◆ **Task statement**
Take from the records below each line that holds "whole".

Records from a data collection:
━━━━━━━━

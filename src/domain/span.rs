//! Trace span domain model

use chrono::{DateTime, Utc};
use serde::{Deserialize, Serialize};
use uuid::Uuid;

/// One span of a distributed trace
///
/// A span with an empty `parent_span_id` is a root span (transaction) and
/// counts against the owning project's monthly event quota.
#[derive(Debug, Clone, Serialize, Deserialize)]
pub struct TraceSpan {
    pub id: String,
    pub project_id: String,
    pub trace_id: String,
    pub span_id: String,
    #[serde(default, skip_serializing_if = "String::is_empty")]
    pub parent_span_id: String,
    pub name: String,
    #[serde(default, skip_serializing_if = "String::is_empty")]
    pub op: String,
    #[serde(default, skip_serializing_if = "String::is_empty")]
    pub description: String,
    pub start_timestamp: DateTime<Utc>,
    pub timestamp: DateTime<Utc>,
    #[serde(default, skip_serializing_if = "String::is_empty")]
    pub status: String,
    #[serde(default, skip_serializing_if = "String::is_empty")]
    pub data: String,
}

impl TraceSpan {
    pub fn new(project_id: impl Into<String>) -> Self {
        let now = Utc::now();
        Self {
            id: Uuid::new_v4().to_string(),
            project_id: project_id.into(),
            trace_id: String::new(),
            span_id: String::new(),
            parent_span_id: String::new(),
            name: String::new(),
            op: String::new(),
            description: String::new(),
            start_timestamp: now,
            timestamp: now,
            status: String::new(),
            data: "{}".to_string(),
        }
    }

    /// Root spans have no parent and represent whole transactions
    pub fn is_root(&self) -> bool {
        self.parent_span_id.is_empty()
    }

    pub fn duration_ms(&self) -> i64 {
        (self.timestamp - self.start_timestamp).num_milliseconds()
    }
}

#[cfg(test)]
mod tests {
    use super::*;
    use chrono::TimeZone;

    #[test]
    fn test_root_detection() {
        let mut span = TraceSpan::new("p1");
        assert!(span.is_root());

        span.parent_span_id = "abcd".to_string();
        assert!(!span.is_root());
    }

    #[test]
    fn test_duration() {
        let mut span = TraceSpan::new("p1");
        span.start_timestamp = Utc.timestamp_opt(1_700_000_000, 0).unwrap();
        span.timestamp = Utc.timestamp_opt(1_700_000_001, 500_000_000).unwrap();

        assert_eq!(span.duration_ms(), 1500);
    }

    #[test]
    fn test_empty_fields_skipped_in_json() {
        let span = TraceSpan::new("p1");
        let json = serde_json::to_string(&span).unwrap();

        assert!(!json.contains("parent_span_id"));
        assert!(!json.contains("\"op\""));
        assert!(json.contains("\"trace_id\""));
    }
}
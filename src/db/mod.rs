//! Database module - SQLite with sqlx

mod errors;
mod groups;
mod monitors;
mod pool;
mod projects;
mod settings;
mod spans;
mod users;

pub use errors::*;
pub(crate) use errors::{bind_error, INSERT_ERROR_SQL};
pub use groups::*;
pub use monitors::*;
pub use pool::*;
#[cfg(test)]
pub(crate) use pool::test_pool;
pub use projects::*;
pub use settings::*;
pub use spans::*;
pub use users::*;

use chrono::{DateTime, Utc};

/// Parse an RFC3339 column value, falling back to now on corrupt rows
pub(crate) fn parse_rfc3339(value: &str) -> DateTime<Utc> {
    DateTime::parse_from_rfc3339(value)
        .map(|dt| dt.with_timezone(&Utc))
        .unwrap_or_else(|_| Utc::now())
}

pub(crate) fn parse_rfc3339_opt(value: &Option<String>) -> Option<DateTime<Utc>> {
    value
        .as_ref()
        .and_then(|s| DateTime::parse_from_rfc3339(s).ok())
        .map(|dt| dt.with_timezone(&Utc))
}
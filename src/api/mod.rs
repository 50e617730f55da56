//! REST API for Pulse

mod auth;
mod coverage;
mod errors;
mod ingest;
mod monitors;
mod projects;
mod routes;
mod settings;
mod state;
mod traces;

pub use auth::*;
pub use coverage::*;
pub use errors::*;
pub use ingest::*;
pub use monitors::*;
pub use projects::*;
pub use routes::*;
pub use settings::*;
pub use state::*;
pub use traces::*;

use axum::{
    http::StatusCode,
    response::{IntoResponse, Response},
    Json,
};
use serde::Serialize;

/// Paginated response wrapper
#[derive(Debug, Serialize)]
pub struct Paginated<T> {
    pub data: Vec<T>,
    pub meta: PageMeta,
}

#[derive(Debug, Serialize)]
pub struct PageMeta {
    pub total: i64,
    pub limit: i64,
    pub offset: i64,
}

/// API error response body
#[derive(Debug, Serialize)]
pub struct ApiError {
    pub error: ErrorBody,
}

#[derive(Debug, Serialize)]
pub struct ErrorBody {
    pub code: String,
    pub message: String,
}

impl ApiError {
    pub fn new(code: &str, message: &str) -> Self {
        Self {
            error: ErrorBody {
                code: code.to_string(),
                message: message.to_string(),
            },
        }
    }
}

/// Application error type
#[derive(Debug)]
pub enum AppError {
    BadRequest(String),
    Unauthorized(String),
    Forbidden(String),
    NotFound(String),
    QuotaExceeded,
    DatabaseError(String),
    InternalError(String),
}

impl IntoResponse for AppError {
    fn into_response(self) -> Response {
        let (status, error) = match self {
            AppError::BadRequest(msg) => (StatusCode::BAD_REQUEST, ApiError::new("BAD_REQUEST", &msg)),
            AppError::Unauthorized(msg) => (
                StatusCode::UNAUTHORIZED,
                ApiError::new("UNAUTHORIZED", &msg),
            ),
            AppError::Forbidden(msg) => (StatusCode::FORBIDDEN, ApiError::new("FORBIDDEN", &msg)),
            AppError::NotFound(msg) => (StatusCode::NOT_FOUND, ApiError::new("NOT_FOUND", &msg)),
            AppError::QuotaExceeded => (
                StatusCode::TOO_MANY_REQUESTS,
                ApiError::new("QUOTA_EXCEEDED", "Monthly event quota exceeded"),
            ),
            // 5xx bodies stay opaque; detail goes to the log only
            AppError::DatabaseError(msg) => {
                tracing::error!("Database error: {}", msg);
                (
                    StatusCode::INTERNAL_SERVER_ERROR,
                    ApiError::new("INTERNAL_ERROR", "Internal server error"),
                )
            }
            AppError::InternalError(msg) => {
                tracing::error!("Internal error: {}", msg);
                (
                    StatusCode::INTERNAL_SERVER_ERROR,
                    ApiError::new("INTERNAL_ERROR", "Internal server error"),
                )
            }
        };

        (status, Json(error)).into_response()
    }
}

impl From<sqlx::Error> for AppError {
    fn from(err: sqlx::Error) -> Self {
        match err {
            sqlx::Error::RowNotFound => AppError::NotFound("Resource not found".to_string()),
            _ => AppError::DatabaseError(err.to_string()),
        }
    }
}
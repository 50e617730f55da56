//! Ingestion handlers: legacy store, Sentry store, envelope, coverage upload

use std::collections::HashMap;
use std::net::SocketAddr;

use axum::{
    body::Bytes,
    extract::{ConnectInfo, FromRequest, Multipart, Path, Query, Request, State},
    http::{header::CONTENT_TYPE, HeaderMap, StatusCode},
    Json,
};
use serde::{Deserialize, Serialize};

use crate::coverage;
use crate::db;
use crate::domain::Project;
use crate::ingest::{self, client_ip, extract_api_key, GateError};
use crate::protocol::{parse_envelope, StoreRequest, WireEvent, WireTransaction};
use crate::workers::BatchEntry;

use super::{AppError, AppState};

#[derive(Debug, Serialize)]
pub struct IngestResponse {
    pub id: String,
}

/// Peek at the payload's `type` field to tell transactions from events
#[derive(Debug, Default, Deserialize)]
struct TypeProbe {
    #[serde(default, rename = "type")]
    event_type: String,
}

fn missing_key() -> AppError {
    AppError::Unauthorized(
        "Missing API key. Please include X-Sentry-Auth header with sentry_key parameter, or use X-Pulse-Auth header"
            .to_string(),
    )
}

/// Resolve and verify the credential for a per-project endpoint
async fn authorize_project(
    state: &AppState,
    project_id: &str,
    headers: &HeaderMap,
    params: &HashMap<String, String>,
) -> Result<(), AppError> {
    let api_key = extract_api_key(headers, params.get("sentry_key").map(String::as_str))
        .ok_or_else(missing_key)?;

    let valid = db::validate_project_and_key(&state.pool, project_id, &api_key).await?;
    if !valid {
        return Err(AppError::Unauthorized(
            "Invalid project ID or API key".to_string(),
        ));
    }
    Ok(())
}

/// Run the quota and IP-policy gate for one error event
async fn gate_event(
    state: &AppState,
    project: &Project,
    headers: &HeaderMap,
    remote: SocketAddr,
) -> Result<(), AppError> {
    let policy = db::get_security_policy(&state.pool, &project.id).await?;
    let ip = client_ip(headers, remote);
    ingest::check(project, &policy, &ip).map_err(|e| match e {
        GateError::QuotaExceeded => AppError::QuotaExceeded,
        GateError::IpNotAllowed => {
            AppError::Forbidden("Security policy violation: IP not allowed".to_string())
        }
    })
}

/// Hand one normalized error to the batched writer
async fn enqueue(
    state: &AppState,
    project: &Project,
    event: crate::domain::ErrorEvent,
) -> Result<(), AppError> {
    state
        .batch
        .send(BatchEntry {
            event,
            project: project.clone(),
        })
        .await
        .map_err(|e| AppError::InternalError(format!("Batch writer unavailable: {}", e)))
}

/// POST /api/store - legacy flat ingestion, project resolved by key alone
pub async fn store_legacy(
    State(state): State<AppState>,
    ConnectInfo(remote): ConnectInfo<SocketAddr>,
    Query(params): Query<HashMap<String, String>>,
    headers: HeaderMap,
    body: Bytes,
) -> Result<Json<IngestResponse>, AppError> {
    let api_key = extract_api_key(&headers, params.get("sentry_key").map(String::as_str))
        .ok_or_else(missing_key)?;

    let project = db::get_project_by_api_key(&state.pool, &api_key)
        .await?
        .ok_or_else(|| AppError::Unauthorized("Invalid API key".to_string()))?;

    let req: StoreRequest = serde_json::from_slice(&body)
        .map_err(|_| AppError::BadRequest("Invalid request body".to_string()))?;

    gate_event(&state, &project, &headers, remote).await?;

    let event = ingest::normalize_store_request(&project.id, req);
    let id = event.id.clone();
    enqueue(&state, &project, event).await?;

    Ok(Json(IngestResponse { id }))
}

/// POST /api/:project_id/store - Sentry-compatible event or transaction
pub async fn store_event(
    State(state): State<AppState>,
    Path(project_id): Path<String>,
    ConnectInfo(remote): ConnectInfo<SocketAddr>,
    Query(params): Query<HashMap<String, String>>,
    headers: HeaderMap,
    body: Bytes,
) -> Result<Json<IngestResponse>, AppError> {
    authorize_project(&state, &project_id, &headers, &params).await?;

    let project = db::get_project(&state.pool, &project_id)
        .await?
        .ok_or_else(|| AppError::NotFound("Project not found".to_string()))?;

    let policy = db::get_security_policy(&state.pool, &project.id).await?;
    let ip = client_ip(&headers, remote);
    if !policy.allows(&ip) {
        return Err(AppError::Forbidden(
            "Security policy violation: IP not allowed".to_string(),
        ));
    }

    let probe: TypeProbe = serde_json::from_slice(&body)
        .map_err(|e| AppError::BadRequest(format!("Invalid request body: {}", e)))?;

    if probe.event_type == "transaction" {
        let tx: WireTransaction = serde_json::from_slice(&body)
            .map_err(|e| AppError::BadRequest(format!("Invalid transaction format: {}", e)))?;
        let event_id = tx.event_id.clone();
        let id = store_transaction(&state, &project, tx).await?;
        let id = if event_id.is_empty() { id } else { event_id };
        return Ok(Json(IngestResponse { id }));
    }

    let wire: WireEvent = serde_json::from_slice(&body)
        .map_err(|e| AppError::BadRequest(format!("Invalid request body: {}", e)))?;

    if project.quota_exceeded() {
        return Err(AppError::QuotaExceeded);
    }

    let event = ingest::normalize_event(&project.id, wire);
    let id = event.id.clone();
    enqueue(&state, &project, event).await?;

    Ok(Json(IngestResponse { id }))
}

/// Persist a transaction's span tree; the carried error (if any) goes
/// through the writer unless the quota is already spent. Returns the root
/// span id.
async fn store_transaction(
    state: &AppState,
    project: &Project,
    tx: WireTransaction,
) -> Result<String, AppError> {
    let normalized = ingest::normalize_transaction(&project.id, tx);

    db::insert_span(&state.pool, &normalized.root)
        .await
        .map_err(|e| AppError::DatabaseError(format!("Failed to store transaction: {}", e)))?;

    for child in &normalized.children {
        if let Err(e) = db::insert_span(&state.pool, child).await {
            tracing::warn!("Failed to insert child span {}: {}", child.span_id, e);
        }
    }

    if let Some(error) = normalized.error {
        if project.quota_exceeded() {
            tracing::debug!(
                "Dropping transaction-carried error for project {}: quota exceeded",
                project.id
            );
        } else {
            enqueue(state, project, error).await?;
        }
    }

    Ok(normalized.root.span_id.clone())
}

/// POST /api/:project_id/envelope - newline-delimited Sentry envelope
pub async fn store_envelope(
    State(state): State<AppState>,
    Path(project_id): Path<String>,
    ConnectInfo(remote): ConnectInfo<SocketAddr>,
    Query(params): Query<HashMap<String, String>>,
    headers: HeaderMap,
    body: Bytes,
) -> Result<(StatusCode, Json<IngestResponse>), AppError> {
    authorize_project(&state, &project_id, &headers, &params).await?;

    let project = db::get_project(&state.pool, &project_id)
        .await?
        .ok_or_else(|| AppError::NotFound("Project not found".to_string()))?;

    // The IP policy guards the whole envelope; the quota is applied per
    // error item below, since spans are counted but never rejected by it
    let policy = db::get_security_policy(&state.pool, &project.id).await?;
    let ip = client_ip(&headers, remote);
    if !policy.allows(&ip) {
        return Err(AppError::Forbidden(
            "Security policy violation: IP not allowed".to_string(),
        ));
    }

    let envelope = parse_envelope(&body);

    for item in &envelope.items {
        match item.header.item_type.as_str() {
            "transaction" => {
                let tx: WireTransaction = match serde_json::from_slice(&item.payload) {
                    Ok(tx) => tx,
                    Err(e) => {
                        tracing::warn!("Failed to parse envelope transaction: {}", e);
                        continue;
                    }
                };
                if let Err(e) = store_transaction(&state, &project, tx).await {
                    tracing::warn!("Failed to store envelope transaction: {:?}", e);
                }
            }
            "event" => {
                let wire: WireEvent = match serde_json::from_slice(&item.payload) {
                    Ok(event) => event,
                    Err(e) => {
                        tracing::warn!("Failed to parse envelope event: {}", e);
                        continue;
                    }
                };
                if project.quota_exceeded() {
                    tracing::debug!(
                        "Dropping envelope event for project {}: quota exceeded",
                        project.id
                    );
                    continue;
                }
                let event = ingest::normalize_event(&project.id, wire);
                enqueue(&state, &project, event).await?;
            }
            other => {
                tracing::debug!("Skipping envelope item of type '{}'", other);
            }
        }
    }

    let id = if envelope.header.event_id.is_empty() {
        "accepted".to_string()
    } else {
        envelope.header.event_id.clone()
    };

    Ok((StatusCode::ACCEPTED, Json(IngestResponse { id })))
}

#[derive(Debug, Deserialize)]
struct CoverageJson {
    coverage: f64,
}

/// POST /api/:project_id/coverage - multipart report file or bare percentage
pub async fn upload_coverage(
    State(state): State<AppState>,
    Path(project_id): Path<String>,
    Query(params): Query<HashMap<String, String>>,
    headers: HeaderMap,
    request: Request,
) -> Result<StatusCode, AppError> {
    authorize_project(&state, &project_id, &headers, &params).await?;

    let content_type = headers
        .get(CONTENT_TYPE)
        .and_then(|v| v.to_str().ok())
        .unwrap_or_default();

    let (percentage, files) = if content_type.starts_with("multipart/form-data") {
        let mut multipart = Multipart::from_request(request, &())
            .await
            .map_err(|_| AppError::BadRequest("Failed to parse multipart form".to_string()))?;

        let mut parsed = None;
        while let Some(field) = multipart
            .next_field()
            .await
            .map_err(|_| AppError::BadRequest("Failed to parse multipart form".to_string()))?
        {
            if field.name() != Some("file") {
                continue;
            }
            let filename = field.file_name().unwrap_or_default().to_string();
            let format = coverage::detect_format(&filename).ok_or_else(|| {
                AppError::BadRequest(
                    "Unsupported coverage format. Use .out for Go or .info for LCOV".to_string(),
                )
            })?;
            let text = field
                .text()
                .await
                .map_err(|_| AppError::BadRequest("Failed to read coverage file".to_string()))?;
            parsed = Some(coverage::parse(format, &text));
            break;
        }

        parsed.ok_or_else(|| AppError::BadRequest("Missing 'file' in multipart form".to_string()))?
    } else {
        let body = axum::body::to_bytes(request.into_body(), 10 * 1024 * 1024)
            .await
            .map_err(|_| AppError::BadRequest("Failed to read request body".to_string()))?;
        let req: CoverageJson = serde_json::from_slice(&body)
            .map_err(|_| AppError::BadRequest("Invalid request body".to_string()))?;
        (req.coverage, Vec::new())
    };

    db::update_project_coverage(&state.pool, &project_id, percentage, &files).await?;

    Ok(StatusCode::NO_CONTENT)
}

/// GET /api/:project_id/ - minimal project info for SDK discovery
pub async fn project_discovery(
    State(state): State<AppState>,
    Path(project_id): Path<String>,
) -> Result<Json<serde_json::Value>, AppError> {
    let project = db::get_project(&state.pool, &project_id)
        .await?
        .ok_or_else(|| AppError::NotFound("Project not found".to_string()))?;

    Ok(Json(serde_json::json!({
        "id": project.id,
        "name": project.name,
    })))
}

━━━━━━━━

◆ **Expected answer**
    /// Root spans have no parent and represent whole transactions
    // The IP policy guards the whole envelope; the quota is applied per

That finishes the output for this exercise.